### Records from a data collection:
· · · · ·

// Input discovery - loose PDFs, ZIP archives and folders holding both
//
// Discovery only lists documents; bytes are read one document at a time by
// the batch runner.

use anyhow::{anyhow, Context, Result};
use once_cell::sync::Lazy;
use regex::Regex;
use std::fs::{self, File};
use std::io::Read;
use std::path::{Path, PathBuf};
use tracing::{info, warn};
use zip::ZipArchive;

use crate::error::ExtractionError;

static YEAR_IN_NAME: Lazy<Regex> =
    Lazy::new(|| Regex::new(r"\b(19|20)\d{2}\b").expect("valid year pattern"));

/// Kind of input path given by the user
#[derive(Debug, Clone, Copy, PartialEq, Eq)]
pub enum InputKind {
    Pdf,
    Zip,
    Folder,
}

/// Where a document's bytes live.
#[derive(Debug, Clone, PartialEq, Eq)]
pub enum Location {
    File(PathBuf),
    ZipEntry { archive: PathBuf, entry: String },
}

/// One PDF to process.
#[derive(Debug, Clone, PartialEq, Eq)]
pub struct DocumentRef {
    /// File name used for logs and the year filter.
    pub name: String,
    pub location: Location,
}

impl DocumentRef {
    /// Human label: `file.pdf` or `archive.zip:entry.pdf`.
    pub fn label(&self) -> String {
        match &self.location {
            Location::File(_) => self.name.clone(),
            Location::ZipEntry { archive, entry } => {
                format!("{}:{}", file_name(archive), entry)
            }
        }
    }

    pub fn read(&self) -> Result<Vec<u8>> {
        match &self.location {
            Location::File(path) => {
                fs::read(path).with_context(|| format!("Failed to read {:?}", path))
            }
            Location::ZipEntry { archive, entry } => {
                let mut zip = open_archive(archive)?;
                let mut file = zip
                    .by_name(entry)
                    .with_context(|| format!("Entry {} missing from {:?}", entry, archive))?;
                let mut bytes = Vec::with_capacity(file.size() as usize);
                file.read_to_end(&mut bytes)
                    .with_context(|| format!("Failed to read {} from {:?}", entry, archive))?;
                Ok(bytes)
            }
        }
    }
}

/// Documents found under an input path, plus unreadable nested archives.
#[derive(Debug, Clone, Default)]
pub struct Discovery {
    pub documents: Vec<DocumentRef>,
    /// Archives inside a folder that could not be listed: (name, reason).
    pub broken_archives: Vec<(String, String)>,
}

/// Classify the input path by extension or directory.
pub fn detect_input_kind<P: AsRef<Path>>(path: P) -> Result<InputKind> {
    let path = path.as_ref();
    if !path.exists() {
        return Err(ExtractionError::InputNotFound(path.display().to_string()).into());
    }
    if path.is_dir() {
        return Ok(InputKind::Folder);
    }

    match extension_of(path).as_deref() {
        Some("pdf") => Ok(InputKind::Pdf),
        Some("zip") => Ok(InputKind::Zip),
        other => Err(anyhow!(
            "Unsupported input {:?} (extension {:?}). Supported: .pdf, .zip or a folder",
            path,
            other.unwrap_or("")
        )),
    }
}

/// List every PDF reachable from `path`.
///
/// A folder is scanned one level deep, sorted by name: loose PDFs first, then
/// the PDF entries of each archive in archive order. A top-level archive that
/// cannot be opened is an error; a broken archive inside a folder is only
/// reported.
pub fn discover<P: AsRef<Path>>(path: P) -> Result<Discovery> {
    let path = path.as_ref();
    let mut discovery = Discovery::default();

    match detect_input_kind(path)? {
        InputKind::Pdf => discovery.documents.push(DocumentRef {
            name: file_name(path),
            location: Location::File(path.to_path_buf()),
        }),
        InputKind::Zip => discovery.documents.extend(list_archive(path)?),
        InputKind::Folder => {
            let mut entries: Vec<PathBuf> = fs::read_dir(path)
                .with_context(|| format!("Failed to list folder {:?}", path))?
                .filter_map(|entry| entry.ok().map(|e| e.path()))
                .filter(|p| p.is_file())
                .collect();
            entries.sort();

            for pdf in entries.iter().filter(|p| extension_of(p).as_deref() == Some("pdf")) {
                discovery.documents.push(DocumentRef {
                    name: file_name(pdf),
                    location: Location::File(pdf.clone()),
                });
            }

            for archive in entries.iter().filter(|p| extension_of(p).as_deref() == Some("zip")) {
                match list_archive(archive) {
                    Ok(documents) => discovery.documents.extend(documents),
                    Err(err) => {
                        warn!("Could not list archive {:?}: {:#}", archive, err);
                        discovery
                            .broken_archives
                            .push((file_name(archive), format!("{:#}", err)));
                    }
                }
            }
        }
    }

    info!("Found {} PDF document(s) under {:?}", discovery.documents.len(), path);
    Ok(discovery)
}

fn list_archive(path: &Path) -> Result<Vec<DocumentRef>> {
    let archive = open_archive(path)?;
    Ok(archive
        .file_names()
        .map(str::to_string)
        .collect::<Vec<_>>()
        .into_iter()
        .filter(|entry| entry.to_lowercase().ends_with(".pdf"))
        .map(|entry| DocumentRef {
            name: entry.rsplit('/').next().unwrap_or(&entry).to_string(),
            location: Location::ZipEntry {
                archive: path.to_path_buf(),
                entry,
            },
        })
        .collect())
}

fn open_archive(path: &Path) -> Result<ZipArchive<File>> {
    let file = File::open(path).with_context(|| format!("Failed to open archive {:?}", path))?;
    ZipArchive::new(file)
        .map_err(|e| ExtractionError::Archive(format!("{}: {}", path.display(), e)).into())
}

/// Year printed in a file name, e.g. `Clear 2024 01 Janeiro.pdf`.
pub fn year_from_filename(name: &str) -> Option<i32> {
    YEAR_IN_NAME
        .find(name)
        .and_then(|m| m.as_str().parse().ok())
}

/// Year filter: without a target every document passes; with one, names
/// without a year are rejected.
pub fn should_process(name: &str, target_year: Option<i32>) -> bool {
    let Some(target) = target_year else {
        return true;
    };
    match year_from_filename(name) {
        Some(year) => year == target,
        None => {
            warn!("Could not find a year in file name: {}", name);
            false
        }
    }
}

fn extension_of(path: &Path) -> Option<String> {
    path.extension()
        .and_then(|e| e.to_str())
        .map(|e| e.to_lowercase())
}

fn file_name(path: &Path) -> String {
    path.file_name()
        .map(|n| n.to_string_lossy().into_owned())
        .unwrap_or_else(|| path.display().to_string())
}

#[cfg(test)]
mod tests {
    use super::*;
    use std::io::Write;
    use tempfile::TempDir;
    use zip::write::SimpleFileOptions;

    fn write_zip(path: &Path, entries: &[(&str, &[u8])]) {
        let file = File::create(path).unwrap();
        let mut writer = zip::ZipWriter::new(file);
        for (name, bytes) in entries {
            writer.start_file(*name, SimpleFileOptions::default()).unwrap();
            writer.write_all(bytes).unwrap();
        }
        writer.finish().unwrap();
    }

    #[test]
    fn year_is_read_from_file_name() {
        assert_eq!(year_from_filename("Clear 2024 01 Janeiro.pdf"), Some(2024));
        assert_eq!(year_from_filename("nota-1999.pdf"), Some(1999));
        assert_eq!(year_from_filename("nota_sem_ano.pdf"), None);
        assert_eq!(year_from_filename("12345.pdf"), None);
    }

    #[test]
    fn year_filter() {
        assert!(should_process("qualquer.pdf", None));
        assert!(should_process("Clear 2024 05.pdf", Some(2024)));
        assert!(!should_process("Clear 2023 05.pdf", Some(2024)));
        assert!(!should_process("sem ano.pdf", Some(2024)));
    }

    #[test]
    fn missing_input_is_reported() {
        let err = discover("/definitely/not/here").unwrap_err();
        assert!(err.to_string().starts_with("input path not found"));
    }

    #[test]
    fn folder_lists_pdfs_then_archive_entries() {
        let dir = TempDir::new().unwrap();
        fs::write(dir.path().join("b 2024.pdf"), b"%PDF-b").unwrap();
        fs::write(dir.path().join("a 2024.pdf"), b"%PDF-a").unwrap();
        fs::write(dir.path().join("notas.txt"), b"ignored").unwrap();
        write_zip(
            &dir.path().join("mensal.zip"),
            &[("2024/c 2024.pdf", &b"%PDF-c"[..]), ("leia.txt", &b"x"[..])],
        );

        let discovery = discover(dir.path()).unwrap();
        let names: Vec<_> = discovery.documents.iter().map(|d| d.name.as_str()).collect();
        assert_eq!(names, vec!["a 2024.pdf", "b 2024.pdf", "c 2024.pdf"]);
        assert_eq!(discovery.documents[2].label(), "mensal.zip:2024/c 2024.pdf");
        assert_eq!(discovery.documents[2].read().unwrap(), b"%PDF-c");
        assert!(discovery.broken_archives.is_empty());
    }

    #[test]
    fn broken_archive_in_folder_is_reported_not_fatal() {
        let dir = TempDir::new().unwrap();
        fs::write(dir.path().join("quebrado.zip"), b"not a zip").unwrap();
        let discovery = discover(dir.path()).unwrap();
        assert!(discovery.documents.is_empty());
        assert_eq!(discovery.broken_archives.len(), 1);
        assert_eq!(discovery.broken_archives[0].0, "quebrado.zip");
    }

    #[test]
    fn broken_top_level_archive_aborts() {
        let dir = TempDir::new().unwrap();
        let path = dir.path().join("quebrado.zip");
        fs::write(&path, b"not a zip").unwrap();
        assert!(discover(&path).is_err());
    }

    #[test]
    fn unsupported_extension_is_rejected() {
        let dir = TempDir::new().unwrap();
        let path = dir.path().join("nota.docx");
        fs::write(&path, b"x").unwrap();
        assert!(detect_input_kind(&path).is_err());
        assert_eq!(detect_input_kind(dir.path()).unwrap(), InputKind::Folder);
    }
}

· · · · ·

### What the task requires:
For this exercise, copy every line of the data that holds "SimpleFileOptions".

### Reply:
    use zip::write::SimpleFileOptions;
            writer.start_file(*name, SimpleFileOptions::default()).unwrap();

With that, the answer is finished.